Official cause of death in Anna Nicole Smith case revealed

DANIA BEACH, Fla. – Playboy Playmate Anna Nicole Smith died of an accidental overdose of a sleeping medication and at least eight other prescription drugs, and she had recently had a bacterial infection from injecting drugs into her buttocks, authorities said Monday.

Broward County Medical Examiner Joshua Perper said Smith died of “combined drug intoxication” with the sleeping medication chloral hydrate as the major factor.

She had been taking a lengthy list of medications, including methadone for pain and valium, but those drugs were at therapeutic levels, he said. A bacterial infection from injecting medication in her buttocks and the flu contributed to her death, according to the report.

Chloral hydrate is a sedative used to treat insomnia and alcohol withdrawal, relieve anxiety and ease post-surgery pain.

The drug is rarely prescribed and is known to be fatal if combined with certain other drugs – including the sedative Lorazepam, which the autopsy showed she was taking, said Dr. Chip Walls, a forensic toxicologist for the Miller School of Medicine at the University of Miami.

“It’s very toxic if you mix it with any other central nervous system depressant drugs,” Walls said. “You could get profound sedation leading up to coma and respiratory arrest.”

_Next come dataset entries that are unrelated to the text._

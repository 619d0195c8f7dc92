// src/confidence.rs
//! Heuristic confidence for an extracted deal.
//!
//! Base 0.3, plus boosts for the presence of strong real-world signals:
//! deal value and quantity (+0.2 each), buyer and seller (+0.1 each),
//! product (+0.05) and a decimal digit (any script) anywhere in the summary
//! (+0.05).
//! Clamped to 1.0 and rounded to two decimals.

use crate::deal::ExtractedFields;
use crate::normalize::is_decimal_digit;

const BASE: f64 = 0.3;
const W_VALUE: f64 = 0.2;
const W_QUANTITY: f64 = 0.2;
const W_BUYER: f64 = 0.1;
const W_SELLER: f64 = 0.1;
const W_PRODUCT: f64 = 0.05;
const W_SUMMARY_DIGIT: f64 = 0.05;

fn present(field: &Option<String>) -> bool {
    field.as_deref().is_some_and(|s| !s.trim().is_empty())
}

pub fn calculate_confidence(fields: &ExtractedFields) -> f64 {
    let mut score = BASE;

    if fields.deal_value.as_ref().is_some_and(|v| v.is_present()) {
        score += W_VALUE;
    }
    if present(&fields.quantity) {
        score += W_QUANTITY;
    }
    if present(&fields.buyer) {
        score += W_BUYER;
    }
    if present(&fields.seller) {
        score += W_SELLER;
    }
    if present(&fields.product) {
        score += W_PRODUCT;
    }
    if fields
        .summary
        .as_deref()
        .is_some_and(|s| s.chars().any(is_decimal_digit))
    {
        score += W_SUMMARY_DIGIT;
    }

    round2(score.min(1.0))
}

fn round2(x: f64) -> f64 {
    (x * 100.0).round() / 100.0
}

#[cfg(test)]
mod tests {
    use super::*;
    use crate::deal::DealValue;

    fn full() -> ExtractedFields {
        ExtractedFields {
            buyer: Some("Indian Army".into()),
            seller: Some("Enord".into()),
            product: Some("VR drone simulators".into()),
            quantity: Some("700".into()),
            deal_value: Some(DealValue::Text("multi-crore".into())),
            currency: Some("INR".into()),
            deal_date: None,
            summary: Some("Enord to supply 700 simulators".into()),
        }
    }

    #[test]
    fn empty_record_gets_base_score() {
        assert_eq!(calculate_confidence(&ExtractedFields::default()), 0.3);
    }

    #[test]
    fn all_signals_clamp_to_one() {
        assert_eq!(calculate_confidence(&full()), 1.0);
    }

    #[test]
    fn individual_boosts() {
        let only_value = ExtractedFields {
            deal_value: Some(DealValue::Amount(5.0)),
            ..Default::default()
        };
        assert_eq!(calculate_confidence(&only_value), 0.5);

        let product_and_summary = ExtractedFields {
            product: Some("radar".into()),
            summary: Some("Order for 12 radars".into()),
            ..Default::default()
        };
        assert_eq!(calculate_confidence(&product_and_summary), 0.4);
    }

    #[test]
    fn summary_without_digits_adds_nothing() {
        let f = ExtractedFields {
            summary: Some("No numbers here".into()),
            ..Default::default()
        };
        assert_eq!(calculate_confidence(&f), 0.3);
    }

    #[test]
    fn devanagari_digits_in_summary_count() {
        let f = ExtractedFields {
            summary: Some("सेना ने ७०० ड्रोन खरीदे".into()),
            ..Default::default()
        };
        assert_eq!(calculate_confidence(&f), 0.35);
    }

    #[test]
    fn monotonic_as_fields_are_populated() {
        let target = full();
        let steps: [fn(&mut ExtractedFields, &ExtractedFields); 6] = [
            |f, t| f.product = t.product.clone(),
            |f, t| f.buyer = t.buyer.clone(),
            |f, t| f.seller = t.seller.clone(),
            |f, t| f.quantity = t.quantity.clone(),
            |f, t| f.deal_value = t.deal_value.clone(),
            |f, t| f.summary = t.summary.clone(),
        ];

        let mut f = ExtractedFields::default();
        let mut prev = calculate_confidence(&f);
        for step in steps {
            step(&mut f, &target);
            let next = calculate_confidence(&f);
            assert!(next >= prev, "{next} < {prev}");
            assert!((0.0..=1.0).contains(&next));
            prev = next;
        }
        assert_eq!(prev, 1.0);
    }
}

Perper said Smith also had been on several antidepressant and antianxiety drugs and had recently taken longevity medications, vitamin B12 and growth hormone. An assistant medical examiner’s report described seeing a table in Smith’s hotel room containing cold medicine, soda cans, SlimFast, nicotine gum and an open box of Tamiflu tablets.

“We found nothing to indicate any foul play,” said Chief Charlie Tiger of the Seminole police department.

Smith, 39, was found unresponsive Feb. 8 in her room at the Seminole Hard Rock Hotel and Casino in Hollywood on one of the tribe’s reservations.

According to the medical examiner’s report, a private nurse had asked a guard to call 911 around 1 p.m. and had started CPR. The Seminole EMS were called about 1:40 p.m. and arrived six minutes later, according to the report. The ambulance reached the hospital at 2:43 p.m., and Smith was pronounced dead shortly afterward. The reasons for the delays weren’t clear.

Tiger said authorities examined laptop computers belonging to Smith and her lawyer-turned-companion, Howard K. Stern, and found nothing unusual related to her death. Tiger also said nothing came up during an exhaustive review of tapes from hotel security cameras and from interviews with numerous witnesses.

Smith felt ill shortly after arriving in Fort Lauderdale from the Bahamas on Feb. 5, and she eventually developed a fever of 105 degrees but refused to go to a hospital, Perper said. He said Smith had a blood infection that could have been caused by a contaminated needle, but it was brought under control by antibiotics and an ice bath.

“Her temperature never went again above 100 and, except for an episode of vomiting, she felt relatively well expect for feeling very weak,” he said.

“Miss Smith had a long history of prescription drug use and over-self medicating. She may have drank a little too much chloral hydrate to alleviate symptoms which were secondary to infection,” the medical examiner’s report said. The report, while ruling Smith’s death accidental, notes that her idol, Marilyn Monroe, died of chloral hydrate and barbiturates.

The weeks after Smith’s death were filled with public courtroom drama and private whispers about what might have killed her. She had been distraught over her son’s death in the months before she died and under stress from a longrunning court fight over her late husband’s fortune.

The report listed several reasons Smith’s death was believed to be accidental. It said that suicide victims typically take far more of a lethal drug than the chloral hydrate found in Smith’s body, and that Smith had “a long history of prescription drug use and over-self medicating.” It also cited her religious upbringing and the recent birth of her baby girl.

Smith arrived at the Hard Rock on Feb. 5 and planned to leave four days later aboard a new yacht that Stern, her companion, was arranging to buy.

She was seldom seen outside her room during her stay and was said to be suffering from a stomach flu before she died.

Because her death was so sudden, and because her 20-year-old son Daniel died under suspicious circumstances five months earlier, there had been speculation about possible criminal activity surrounding the deaths.